According to the formula, the probability of “belonging to a certain category under certain characteristics” can be converted into the probability of “belonging to a certain category under certain characteristics”.

  • prior probability

Where p(yi) is called prior probability, that is, the probability of yi event occurring before x event occurs

  • posterior probability

P(yi|x) is called posterior probability, that is, the probability of yi event occurring after the occurrence of x event, which is an observable value

  • Adjustment factor

P(x|yi)/p(x) is the adjustment factor and also becomes the possibility function (Likelyhood), making the estimated probability closer to the real probability

Naive Bayesian algorithm

Naive Bayesian theory originates from the independence of random variables: in terms of text classification, from the perspective of Naive Bayesian, the relationship between two words in a sentence is independent of each other, that is, each dimension in the feature vector of an object is independent of each other. This is the ideological basis of naive Bayesian theory.

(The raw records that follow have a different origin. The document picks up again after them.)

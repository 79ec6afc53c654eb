use mvc_types::Fingerprint;

/// Domain-separated BLAKE3 content hasher.
///
/// Each hasher carries a domain tag (`"mvc-blob-v1"`, `"mvc-commit-v1"`)
/// that is prepended to every hash computation, so a file whose bytes happen
/// to equal a serialized commit still gets a different fingerprint.
#[derive(Clone, Copy, Debug, PartialEq, Eq)]
pub struct ContentHasher {
    domain: &'static str,
}

impl ContentHasher {
    /// Hasher for file contents.
    pub const BLOB: Self = Self {
        domain: "mvc-blob-v1",
    };
    /// Hasher for serialized commit bodies.
    pub const COMMIT: Self = Self {
        domain: "mvc-commit-v1",
    };

    /// Hash raw bytes with domain separation.
    pub fn hash(&self, data: &[u8]) -> Fingerprint {
        let mut hasher = blake3::Hasher::new();
        hasher.update(self.domain.as_bytes());
        hasher.update(b":");
        hasher.update(data);
        Fingerprint::from_hash(*hasher.finalize().as_bytes())
    }

    /// Hash a serializable value as JSON with domain separation.
    ///
    /// Deterministic as long as the value serializes deterministically
    /// (structs and `BTreeMap`s do; `HashMap`s do not).
    pub fn hash_json<T: serde::Serialize>(&self, value: &T) -> Result<Fingerprint, HasherError> {
        let data =
            serde_json::to_vec(value).map_err(|e| HasherError::Serialization(e.to_string()))?;
        Ok(self.hash(&data))
    }
}

/// Errors from hashing operations.
#[derive(Debug, thiserror::Error, PartialEq, Eq)]
pub enum HasherError {
    #[error("serialization error: {0}")]
    Serialization(String),
}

The process is as follows

- 第一阶段,训练数据生成训练样本集:TF-IDF。
- 第二阶段,对每个类别计算P(yi)。
- 第三阶段,对每个特征属性计算所有类别下的条件概率p(ai|yi)。
- 第四阶段,对每个类别计算p(x|yi)p(yi)。
- 第五阶段,以p(x|yi)p(yi)的最大项作为x的所属类别。

Problem

Suppose x is a text to be classified, which is characterized by {a1, a2, …, am}; Known category set {y1, y2, … yn}; Find the category x belongs to

Basic idea

如果p(yi|x) = max{p(y1|x),p(y2|x),p(y3|x),...,p(yn|x)},则x属于yi类别

How to calculate p(yi|x)

Using Bayesian formula

p(yi|x) = p(x|yi)*p(yi) / p(x)

The problem is converted to calculating p(x|yi) for each categoryP(yi) in p(x|yi)The maximum term of p(yi) is taken as the category of x

Calculate p(x|yi)

Since Naive Bayes assumes that each feature is independent of each other, therefore

p(x|yi) = p(a1|yi)*p(a2|yi)...*p(am|yi)

P(x|yi)/p(x) is the adjustment factor.

Calculate p(ai|yi)

While p(ai|yi) can be determined by training set (There are already good categories.), the conditional probability p(ai|yi) of various features under each category is calculated.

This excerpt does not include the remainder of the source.